Fiorentina: fra i 6 positivi al Coronavirus non c’è…

Pubblicato il autore: Alessandro Nidi Segui

La Fiorentina si ritrova a fare i conti ancora una volta con il Coronavirus, dopo che già nel mese di marzo il club viola aveva riscontrato la positività di tre suoi giocatori: si trattava, in tale circostanza, degli attaccanti Dusan Vlahovic e Patrick Cutrone (per giunta appena ritornato in Italia dopo l’esperienza inglese tra le fila del Wolverhampton) e del difensore German Pezzella. Un bilancio che, questa volta, include ben 6 tesserati del club gigliato, equamente ripartiti fra calciatori e componenti dello staff tecnico-sanitario. Un’autentica tegola per la società toscana e per l’intero movimento calcistico nazionale, che proprio oggi, giovedì 7 maggio 2020, ha effettuato le prime prove tecniche di ripartenza mediante il vertice andato in scena fra il CTS e la FIGC, al termine del quale nessuno si è pronunciato in merito a ipotetiche date di ripartenza, anche se il modello individuato come riferimento per la ripresa dei campionati nel nostro Paese è quello tedesco della Bundesliga, che tornerà in campo a partire da sabato 16 maggio. Chiaramente, ora molto dipenderà dall’individuazione di nuovi contagi e le notizia rimbalzata poco prima dell’ora di cena da Firenze e, ieri sera, da Torino (un caso di Covid-19 nella rosa della formazione granata) non inducono certo all’ottimismo.

Fiorentina: 6 nuovi casi di Covid-19, fra questi non c’è…

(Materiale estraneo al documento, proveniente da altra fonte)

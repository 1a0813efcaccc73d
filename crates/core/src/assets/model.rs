//! Asset records and partial updates.

use std::fmt;
use std::str::FromStr;

use serde::{Deserialize, Deserializer, Serialize};

use crate::error::CoreError;
use crate::types::{RecordId, Timestamp};

// ---------------------------------------------------------------------------
// AssetType
// ---------------------------------------------------------------------------

/// Kind of media or document an asset holds.
#[derive(Debug, Clone, Copy, PartialEq, Eq, PartialOrd, Ord, Hash, Serialize, Deserialize)]
#[serde(rename_all = "lowercase")]
pub enum AssetType {
    Image,
    Video,
    Audio,
    Document,
    Model,
    Font,
}

impl AssetType {
    /// Every asset type, in declaration order.
    pub const ALL: [AssetType; 6] = [
        AssetType::Image,
        AssetType::Video,
        AssetType::Audio,
        AssetType::Document,
        AssetType::Model,
        AssetType::Font,
    ];

    /// Wire name, as stored in the `type` field.
    pub fn as_str(self) -> &'static str {
        match self {
            Self::Image => "image",
            Self::Video => "video",
            Self::Audio => "audio",
            Self::Document => "document",
            Self::Model => "model",
            Self::Font => "font",
        }
    }

    /// Infer the asset type from a file extension (without the dot).
    ///
    /// Matching is case-insensitive. Returns `None` for extensions that do
    /// not map to a catalogued media kind.
    pub fn from_extension(ext: &str) -> Option<Self> {
        let ext = ext.to_ascii_lowercase();
        let kind = match ext.as_str() {
            "png" | "jpg" | "jpeg" | "gif" | "webp" | "svg" | "bmp" | "ico" | "tiff" => {
                Self::Image
            }
            "mp4" | "webm" | "mov" | "mkv" | "avi" => Self::Video,
            "mp3" | "wav" | "ogg" | "flac" | "m4a" | "aac" => Self::Audio,
            "pdf" | "doc" | "docx" | "txt" | "md" | "csv" | "xlsx" | "pptx" | "rtf" => {
                Self::Document
            }
            "glb" | "gltf" | "obj" | "fbx" | "stl" | "usdz" => Self::Model,
            "ttf" | "otf" | "woff" | "woff2" => Self::Font,
            _ => return None,
        };
        Some(kind)
    }
}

La società gigliata, com’è noto, non ha voluto svelare l’identità dei suoi professionisti che hanno contratto il Coronavirus, ma le dichiarazioni rilasciate dal direttore generale Joe Barone durante i controlli odierni e pubblicate da “Il Corriere dello Sport” certificano l’assenza da questo sfortunato e decisamente poco ambìto novero di Franck Ribéry; il campione transalpino, infatti, rientrerà in Italia soltanto nella giornata di domani e, pertanto, non è stato ancora sottoposto al tampone. Giunto la scorsa estate dal Bayern Monaco, ha vissuto un’annata fra alti e bassi sulle rive dell’Arno, complice anche l’operazione alla caviglia a inizio dicembre che l’ha tenuto lontano dal calcio giocato sino alla sospensione temporanea della Serie A connessa proprio alla pandemia di Covid-19. Il 37enne di Boulogne-Sur-Mer ha sin qui raccolto 714 minuti nel nostro campionato, per un totale di 11 apparizioni complessive, condite da due reti (contro Atalanta e Milan) e da altrettanti assist, confezionati nelle sfide interne con Sampdoria e Lazio. Proprio contro i biancocelesti ha rimediato la sua prima espulsione nel nostro Paese.

Fiorentina: il futuro di Federico Chiesa

Sempre “Il Corriere dello Sport” ha riportato alcune affermazioni del dg della Fiorentina Joe Barone in merito al futuro di quello che, senza timore di smentita, può essere ritenuto uno dei talenti più cristallini attualmente militanti nel suo club: Federico Chiesa. Il figlio d’arte vanta numerose richieste da parte di compagini blasonate, non ultime Inter e Juventus, ma ora il suo pensiero deve essere focalizzato esclusivamente sulla conclusione della stagione con indosso la casacca viola. “Ora Federico deve concentrarsi sulla sua squadra – ha chiosato Barone –. Ci sarà tempo a fine campionato per fare tutte le riflessioni del caso e per verificare la sua volontà. Parlare ogni giorno del suo ipotetico trasferimento non fa bene né a lui né alla società”.